9.4 The Journey Continues

HIV has taught China a lot over the last 30 years. It reminded the nation that it was not isolated from the world and that physical borders are not effective barriers to virus nor indeed to technological and social changes. The fate of tens of thousands of people who sold their plasma and became infected with HIV underlined the serious human consequences that sometimes accompany the headlong rush for economic growth. Denial was shown to be not only useless but also damaging. The power of real political commitment to drive effective change, on the other hand, has been demonstrated very clearly.

Many lessons are equally valuable for other countries, too. The importance of understanding the specific features of local HIV epidemics and of building up a strong evidence base have been underlined by China’s experience.
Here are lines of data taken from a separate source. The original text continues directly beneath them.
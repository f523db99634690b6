//! The per-source mapping interface.

use std::fmt;

use crate::domain::{EventType, Payload};

/// Identity fields extracted from a payload.
#[derive(Debug, Clone, Default, PartialEq, Eq)]
pub struct Identity {
    /// Display name.
    pub name: Option<String>,
    /// Email address.
    pub email: Option<String>,
}

/// Maps one family of raw payloads onto canonical fields.
///
/// Implementations must be total: a missing field yields `None` or an
/// empty map, never an error. The normalizer fills any gaps from the
/// generic mapping.
pub trait SourceStrategy: Send + Sync + fmt::Debug {
    /// Extracts the actor's display name and email.
    fn extract_identity(&self, payload: &Payload) -> Identity;

    /// Extracts a human-readable location.
    fn extract_location(&self, payload: &Payload) -> Option<String>;

    /// Computes canonical domain fields to merge into `event_data`.
    fn extract_domain_fields(&self, payload: &Payload) -> Payload;

    /// Canonical type for a raw type string from this source.
    fn default_event_type(&self, raw_type: &str) -> EventType;
}

/// Maps well-known raw type strings from any source to a canonical type.
///
/// Canonical tags are accepted as-is; otherwise a fixed alias table is
/// consulted. Returns `None` when nothing matches so each strategy can
/// apply its own default.
#[must_use]
pub fn canonical_alias(raw_type: &str) -> Option<EventType> {
    if let Some(event_type) = EventType::from_tag(raw_type) {
        return Some(event_type);
    }
    let raw = raw_type.trim().to_ascii_lowercase();
    let event_type = match raw.as_str() {
        "order" | "orders/create" | "orders/paid" | "order_created" | "order.completed"
        | "order.created" | "checkout" | "checkout.session.completed" | "charge.succeeded"
        | "payment_intent.succeeded" | "payment" => EventType::Purchase,
        "subscribe" | "subscription_created" | "customer.subscription.created"
        | "customer.subscription.updated" | "invoice.paid" | "invoice.payment_succeeded" => {
            EventType::Subscription
        }
        "register" | "sign_up" | "signed_up" | "user_registered" | "account_created"
        | "customers/create" | "customer.created" | "newsletter" => EventType::Signup,
        "form" | "form_submitted" | "lead" | "contact" => EventType::FormSubmission,
        "rating" | "review_created" | "review.created" => EventType::Review,
        "quote" => EventType::Testimonial,
        "visitors" | "live_visitor_count" | "visitor_count" => EventType::LiveVisitors,
        _ => return None,
    };
    Some(event_type)
}
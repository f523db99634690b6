//! System endpoints: health check and event type catalog.

use axum::extract::State;
use axum::http::StatusCode;
use axum::response::IntoResponse;
use axum::routing::get;
use axum::{Json, Router};
use chrono::Utc;
use serde::Serialize;
use utoipa::ToSchema;

use crate::app_state::AppState;
use crate::domain::template::fallback_template;
use crate::domain::{EventType, NotificationWeight};

/// Health check response.
#[derive(Debug, Serialize, ToSchema)]
struct HealthResponse {
    status: String,
    timestamp: String,
    version: String,
    store: String,
}

/// `GET /health`: Service health status.
#[utoipa::path(
    get,
    path = "/health",
    tag = "System",
    summary = "Health check",
    description = "Returns service health status, version, store backend, and current timestamp.",
    responses(
        (status = 200, description = "Service is healthy", body = HealthResponse),
    )
)]
pub async fn health_handler(State(state): State<AppState>) -> impl IntoResponse {
    (
        StatusCode::OK,
        Json(HealthResponse {
            status: "healthy".to_string(),
            timestamp: Utc::now().to_rfc3339(),
            version: env!("CARGO_PKG_VERSION").to_string(),
            store: state.store.backend().to_string(),
        }),
    )
}

/// Supported event type info.
#[derive(Debug, Serialize, ToSchema)]
struct EventTypeInfo {
    event_type: EventType,
    weight: u32,
    max_per_queue: usize,
    ttl_days: u32,
    has_default_rule: bool,
    fallback_template: &'static str,
}

/// `GET /config/event-types`: List canonical event types.
#[utoipa::path(
    get,
    path = "/config/event-types",
    tag = "System",
    summary = "List event types",
    description = "Returns every canonical event type with its default rule and fallback template.",
    responses(
        (status = 200, description = "Event type catalog", body = Vec<EventTypeInfo>),
    )
)]
pub async fn event_types_handler() -> impl IntoResponse {
    let types: Vec<EventTypeInfo> = EventType::ALL
        .into_iter()
        .map(|event_type| {
            let default = NotificationWeight::default_for(event_type);
            let rule = default.unwrap_or(NotificationWeight::FALLBACK);
            EventTypeInfo {
                event_type,
                weight: rule.weight,
                max_per_queue: rule.max_per_queue,
                ttl_days: rule.ttl_days,
                has_default_rule: default.is_some(),
                fallback_template: fallback_template(event_type),
            }
        })
        .collect();
    (StatusCode::OK, Json(types))
}

/// System routes mounted at the root level (not under /api/v1).
pub fn routes() -> Router<AppState> {
    Router::new()
        .route("/health", get(health_handler))
        .route("/config/event-types", get(event_types_handler))
}
//! Raw API calls and the catch-all mapping.

use super::fields::{self, LocationFields, NameFields};
use super::strategy::{Identity, SourceStrategy, canonical_alias};
use crate::domain::{EventType, Payload};

const NAME: NameFields = NameFields {
    first: &["first_name"],
    last: &["last_name"],
    full: &["user_name", "name", "customer_name", "username"],
};

const EMAIL: &[&str] = &["user_email", "email", "email_address"];

const LOCATION: LocationFields = LocationFields {
    direct: &["user_location", "location"],
    prefixes: &[""],
};

/// Catch-all mapping: copies only top-level name, email, and location keys.
///
/// Used for unknown sources and to fill gaps left by any other strategy.
#[derive(Debug, Clone, Copy, Default)]
pub struct GenericStrategy;

impl SourceStrategy for GenericStrategy {
    fn extract_identity(&self, payload: &Payload) -> Identity {
        Identity {
            name: fields::resolve_name(payload, &NAME),
            email: fields::first_text(payload, EMAIL),
        }
    }

    fn extract_location(&self, payload: &Payload) -> Option<String> {
        fields::resolve_location(payload, &LOCATION)
    }

    fn extract_domain_fields(&self, _payload: &Payload) -> Payload {
        Payload::new()
    }

    fn default_event_type(&self, raw_type: &str) -> EventType {
        canonical_alias(raw_type).unwrap_or(EventType::Custom)
    }
}

/// Direct calls to the events API (and manual entries made through it).
///
/// Identity is read like the generic mapping, but a nested `data` object
/// is also searched and its scalar entries lifted into `event_data`.
#[derive(Debug, Clone, Copy, Default)]
pub struct ApiStrategy;

const API_NAME: NameFields = NameFields {
    first: &["first_name", "data.first_name"],
    last: &["last_name", "data.last_name"],
    full: &["user_name", "name", "data.user_name", "data.name"],
};

const API_EMAIL: &[&str] = &["user_email", "email", "data.user_email", "data.email"];

const API_LOCATION: LocationFields = LocationFields {
    direct: &["user_location", "location", "data.user_location", "data.location"],
    prefixes: &["", "data"],
};

impl SourceStrategy for ApiStrategy {
    fn extract_identity(&self, payload: &Payload) -> Identity {
        Identity {
            name: fields::resolve_name(payload, &API_NAME),
            email: fields::first_text(payload, API_EMAIL),
        }
    }

    fn extract_location(&self, payload: &Payload) -> Option<String> {
        fields::resolve_location(payload, &API_LOCATION)
    }

    fn extract_domain_fields(&self, payload: &Payload) -> Payload {
        let mut out = Payload::new();
        fields::flatten_object_into(payload, "data", &mut out);
        out
    }

    fn default_event_type(&self, raw_type: &str) -> EventType {
        canonical_alias(raw_type).unwrap_or(EventType::Custom)
    }
}

#[cfg(test)]
#[allow(clippy::panic)]
mod tests {
    use super::*;
    use serde_json::{Value, json};

    fn payload(value: Value) -> Payload {
        let Value::Object(map) = value else {
            panic!("test payload must be an object");
        };
        map
    }

    #[test]
    fn generic_reads_top_level_keys_only() {
        let p = payload(json!({
            "name": "Jo",
            "email": "jo@example.com",
            "location": "Lima",
            "customer": {"first_name": "Nested"}
        }));
        let identity = GenericStrategy.extract_identity(&p);
        assert_eq!(identity.name.as_deref(), Some("Jo"));
        assert_eq!(identity.email.as_deref(), Some("jo@example.com"));
        assert_eq!(GenericStrategy.extract_location(&p).as_deref(), Some("Lima"));
        assert!(GenericStrategy.extract_domain_fields(&p).is_empty());
    }

    #[test]
    fn generic_defaults_to_custom() {
        assert_eq!(GenericStrategy.default_event_type("???"), EventType::Custom);
        assert_eq!(GenericStrategy.default_event_type("purchase"), EventType::Purchase);
    }

    #[test]
    fn api_searches_data_object() {
        let p = payload(json!({
            "data": {"name": "Quinn", "city": "Dublin", "country": "IE", "message": "Hello"}
        }));
        assert_eq!(ApiStrategy.extract_identity(&p).name.as_deref(), Some("Quinn"));
        assert_eq!(ApiStrategy.extract_location(&p).as_deref(), Some("Dublin, IE"));
        let fields = ApiStrategy.extract_domain_fields(&p);
        assert_eq!(fields.get("message"), Some(&json!("Hello")));
    }
}
//! Queue build DTOs.

use serde::Deserialize;
use utoipa::ToSchema;

use crate::domain::{WebsiteId, WidgetId};
use crate::service::QueueRequest;

/// Request body for `POST /queue`.
#[derive(Debug, Clone, Deserialize, ToSchema)]
pub struct BuildQueueRequest {
    /// Website whose weight overrides apply.
    pub website_id: WebsiteId,
    /// Widgets whose events are eligible.
    pub widget_ids: Vec<WidgetId>,
    /// Requested queue length (default 15, capped by configuration).
    #[serde(default)]
    pub target_size: Option<usize>,
    /// Exclude quick-win (demo) events.
    #[serde(default)]
    pub natural_only: bool,
}

impl From<BuildQueueRequest> for QueueRequest {
    fn from(req: BuildQueueRequest) -> Self {
        Self {
            website_id: req.website_id,
            widget_ids: req.widget_ids,
            target_size: req.target_size,
            natural_only: req.natural_only,
        }
    }
}
//! Template rendering DTOs.

use std::collections::{BTreeMap, HashMap};

use serde::{Deserialize, Serialize};
use serde_json::Value;
use utoipa::ToSchema;

use crate::domain::template::scalar_to_string;

/// Request body for `POST /templates/render`.
#[derive(Debug, Clone, Deserialize, ToSchema)]
pub struct RenderTemplateRequest {
    /// Template with `{{identifier}}` placeholders.
    pub template: String,
    /// Substitution values; non-scalar values are ignored.
    #[serde(default)]
    #[schema(value_type = Object)]
    pub data: BTreeMap<String, Value>,
}

impl RenderTemplateRequest {
    /// Substitution map with scalar values stringified.
    #[must_use]
    pub fn substitutions(&self) -> HashMap<String, String> {
        self.data
            .iter()
            .filter_map(|(k, v)| scalar_to_string(v).map(|s| (k.clone(), s)))
            .collect()
    }
}

/// Response body for `POST /templates/render`.
#[derive(Debug, Clone, Serialize, ToSchema)]
pub struct RenderTemplateResponse {
    /// Rendered message.
    pub message: String,
}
A willingness to take risks, to seek pragmatic solutions and to adapt to changing circumstances has been the bedrock of the nation’s success.

As long as that pragmatism and flexibility continue to underpin the response to HIV, China’s government and its citizens will be in a strong position to face the next decade with confidence, knowing that they will be able to work together to limit the number of new infections and to improve the well-being of people who live with HIV.